Have been looking into getting some colour coding done but my painter says the texture on the parts i want done may show through the paint, i thought it was just a case of buffing down the texture and using hight build primer first but the guy says the paint will eventually crack, im tempted to try a bit myself using rattle cans so can anyone advise on the correct way of painting plastic trim


----------



## alan_mcc

I'd advise using plastic primer followed by high build primer for a start :thumb:


----------



## justina3

there is a product you need to add first which helps the paint move and flex with cracking off i am in the middle of doing a write up now as it happends for a ka complete color code can let you know the name tommorow if you need to


----------



## brycieboy

That would be good cheers m8


----------



## Andyb0127

brycieboy said:


> Have been looking into getting some colour coding done but my painter says the texture on the parts i want done may show through the paint, i thought it was just a case of buffing down the texture and using hight build primer first but the guy says the paint will eventually crack, im tempted to try a bit myself using rattle cans so can anyone advise on the correct way of painting plastic trim


there right, the stipple finish on the plastic will show through, and this will also cause a slight drop in gloss levels also because the paint gets absorbed into the stipple finish in the plastic.

There also right saying that if to much high build primer is applied, yes it will eventually crack, resulting in paint also flaking off.

If your going to use aerosol can, don't forget to plastic prime them first, this is an adhesion promoter for the high build.


----------



## Andyb0127

justina3 said:


> there is a product you need to add first which helps the paint move and flex with cracking off i am in the middle of doing a write up now as it happends for a ka complete color code can let you know the name tommorow if you need to


if its the same type of stuff that used to be available, you added it to the clear laquer it was called ELASTIC ADDITIVE.

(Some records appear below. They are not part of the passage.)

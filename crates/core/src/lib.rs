//! Domain types, message normalization, configuration and error kinds
//! shared by the meetmatter crates.

pub mod config;
pub mod domain;
pub mod errors;
pub mod text;

pub use config::{AppConfig, CacheFailurePolicy, ConfigError, LoadOptions};
pub use domain::channel::{Channel, ChannelKind};
pub use domain::message::{Message, Reaction};
pub use domain::user::User;
pub use errors::BotError;
use thiserror::Error;

#[derive(Clone, Debug, Error, PartialEq, Eq)]
pub enum BotError {
    #[error("could not decode event payload: {0}")]
    Decode(String),
    #[error("fetch of {resource} failed: {reason}")]
    Fetch { resource: String, reason: String },
    #[error("{action} failed: {reason}")]
    Reply { action: String, reason: String },
}

impl BotError {
    pub fn fetch(resource: impl Into<String>, reason: impl ToString) -> Self {
        Self::Fetch { resource: resource.into(), reason: reason.to_string() }
    }

    pub fn reply(action: impl Into<String>, reason: impl ToString) -> Self {
        Self::Reply { action: action.into(), reason: reason.to_string() }
    }

    /// Short machine-friendly class used as a structured log field.
    pub fn class(&self) -> &'static str {
        match self {
            Self::Decode(_) => "decode",
            Self::Fetch { .. } => "fetch",
            Self::Reply { .. } => "reply",
        }
    }
}

impl From<serde_json::Error> for BotError {
    fn from(error: serde_json::Error) -> Self {
        Self::Decode(error.to_string())
    }
}
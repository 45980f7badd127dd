use std::sync::Arc;

use async_trait::async_trait;
use meetmatter_core::text::strip_hashtags;
use meetmatter_core::{BotError, ChannelKind, Message, User};
use meetmatter_mattermost::api::{ChatApi, NewPost, NewReaction};
use meetmatter_mattermost::events::{
    EventContext, EventEnvelope, EventHandler, EventHandlerError, HandlerResult, ServerEvent,
    ServerEventType,
};
use tracing::{debug, info};

use crate::cache::EntityCache;
use crate::commands::{
    classify_hashtags, emoji, parse_direct_command, parse_group_command, DirectCommand,
    GroupCommand, HELP_TEXT,
};
use crate::topics::TopicCollector;

/// Handles `posted` events: classifies each message by channel kind and
/// content, then issues the matching reactions and replies.
pub struct CommandDispatcher {
    api: Arc<dyn ChatApi>,
    bot: User,
    cache: EntityCache,
    topics: TopicCollector,
}

impl CommandDispatcher {
    pub fn new(
        api: Arc<dyn ChatApi>,
        bot: User,
        cache: EntityCache,
        topics: TopicCollector,
    ) -> Self {
        Self { api, bot, cache, topics }
    }

    pub fn cache(&self) -> &EntityCache {
        &self.cache
    }

    pub async fn handle_message(
        &self,
        message: &Message,
        ctx: &EventContext,
    ) -> Result<HandlerResult, BotError> {
        if message.author_id == self.bot.id {
            return Ok(HandlerResult::Ignored);
        }

        let channel = self.cache.channel(self.api.as_ref(), &message.channel_id).await?;
        if channel.kind == ChannelKind::Other {
            return Ok(HandlerResult::Ignored);
        }

        let author = match self.cache.user(self.api.as_ref(), &message.author_id).await {
            Ok(user) => user.display_name,
            Err(error) => {
                debug!(error = %error, "author lookup failed");
                message.author_id.clone()
            }
        };
        debug!(
            correlation_id = %ctx.correlation_id,
            channel_id = %channel.id,
            channel_kind = ?channel.kind,
            post_id = %message.id,
            author = %author,
            "classifying posted message"
        );

        let actions = match channel.kind {
            ChannelKind::Direct => self.handle_direct(message).await?,
            ChannelKind::Group => self.handle_group(message).await?,
            ChannelKind::Other => return Ok(HandlerResult::Ignored),
        };

        if actions == 0 {
            return Ok(HandlerResult::Ignored);
        }

        info!(
            event_name = "bot.command.processed",
            correlation_id = %ctx.correlation_id,
            post_id = %message.id,
            actions,
            "posted message handled"
        );
        Ok(HandlerResult::Processed { actions })
    }

    async fn handle_direct(&self, message: &Message) -> Result<usize, BotError> {
        match parse_direct_command(&message.body) {
            Some(DirectCommand::Ping) => {
                self.react(&message.id, emoji::PING).await?;
                Ok(1)
            }
            Some(DirectCommand::Help) => {
                self.reply(message, HELP_TEXT).await?;
                Ok(1)
            }
            None => Ok(0),
        }
    }

    async fn handle_group(&self, message: &Message) -> Result<usize, BotError> {
        let mut actions = 0;

        if let Some(marker) = classify_hashtags(&message.hashtags) {
            self.react(&message.id, marker.emoji()).await?;
            actions += 1;
        }

        match parse_group_command(&message.body, &self.bot.username) {
            Some(GroupCommand::ListTopics) => {
                let topics = self.open_topics(&message.channel_id).await?;
                let listing = topics
                    .iter()
                    .map(|topic| format!("* {}", strip_hashtags(&topic.body)))
                    .collect::<Vec<_>>()
                    .join("\n");
                self.reply(message, &listing).await?;
                actions += 1;
            }
            Some(GroupCommand::CompleteAll) => {
                let topics = self.open_topics(&message.channel_id).await?;
                for topic in &topics {
                    self.react(&topic.id, emoji::COMPLETED).await?;
                    actions += 1;
                }
                self.react(&message.id, emoji::COMPLETED).await?;
                actions += 1;
                info!(
                    event_name = "bot.topics.completed",
                    channel_id = %message.channel_id,
                    completed = topics.len(),
                    "marked open topics complete"
                );
            }
            None => {}
        }

        Ok(actions)
    }

    async fn open_topics(&self, channel_id: &str) -> Result<Vec<Message>, BotError> {
        self.topics.list_open_topics(self.api.as_ref(), channel_id, &self.bot.id).await
    }

    async fn react(&self, post_id: &str, emoji_name: &str) -> Result<(), BotError> {
        let reaction = NewReaction {
            user_id: self.bot.id.clone(),
            post_id: post_id.to_owned(),
            emoji_name: emoji_name.to_owned(),
        };
        self.api.save_reaction(&reaction).await.map_err(|error| {
            BotError::reply(format!("save reaction `{emoji_name}` on {post_id}"), error)
        })
    }

    async fn reply(&self, parent: &Message, body: &str) -> Result<(), BotError> {
        self.api
            .create_post(&NewPost::reply_to(parent, body))
            .await
            .map(|_| ())
            .map_err(|error| BotError::reply(format!("reply to {}", parent.id), error))
    }
}

#[async_trait]
impl EventHandler for CommandDispatcher {
    fn event_type(&self) -> ServerEventType {
        ServerEventType::Posted
    }

    async fn handle(
        &self,
        envelope: &EventEnvelope,
        ctx: &EventContext,
    ) -> Result<HandlerResult, EventHandlerError> {
        let ServerEvent::Posted(posted) = &envelope.event else {
            return Ok(HandlerResult::Ignored);
        };

        Ok(self.handle_message(&posted.message, ctx).await?)
    }

    async fn session_started(&self) {
        self.cache.clear().await;
    }
}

You added around 30% to the laquer, which made the paint flex with the plastic.

To be honest I work in a bodyshop, and we don't use any additives for painting plastics, apart from plastic primer. :thumb:


----------



## mr paint

Hi mate notice your van from svag !

i normally sand with 180 to level then finish on 240 de-grease

spray plastic adhision promotor allow to flash then 2- 3 med/wet coats of h/b primer 

guide coat 

flatten with 400 then coat with a coat of sealer 

allow to flash then base as normal 

then in the clear you can add flex additive but as andy says the tub in our mixing system is still full ...so never gets used 

if applied properly it will be fine a coat of sealer also helps die back etc 


tommy


----------



## brycieboy

Cheers Tommy ye im on svag now and again but mostly caddy2k its the bottom half of the front bumper i was going to colour as well as the bumpstrips and rear door handle but would prefer a smooth finish so can these products be bought in spray cans or can you recommend a bodyshop m8


----------



## mr paint

not in cans as said above 

i am in south queensferry if thats any good to you ?

tommy


----------



## brycieboy

ye m8 ideally im looking at getting this done in the spring sometime when funds allow im just over the water in Dalgety Bay if its ok with you m8 can you pm your contact number 

cheers

Bryce


----------



## mr paint

brycieboy said:


> ye m8 ideally im looking at getting this done in the spring sometime when funds allow im just over the water in Dalgety Bay if its ok with you m8 can you pm your contact number
> 
> cheers
> 
> Bryce


on route


----------



## brycieboy

Recieved and replied cheers bud


----------



## mitchelld

theres not much flex in most parts pal, plastic prime, ( upol pink can , 1k plastic sealer is pretty good) high build over that will take texture away, then basecoat n laquer , biobs yer maw!


----------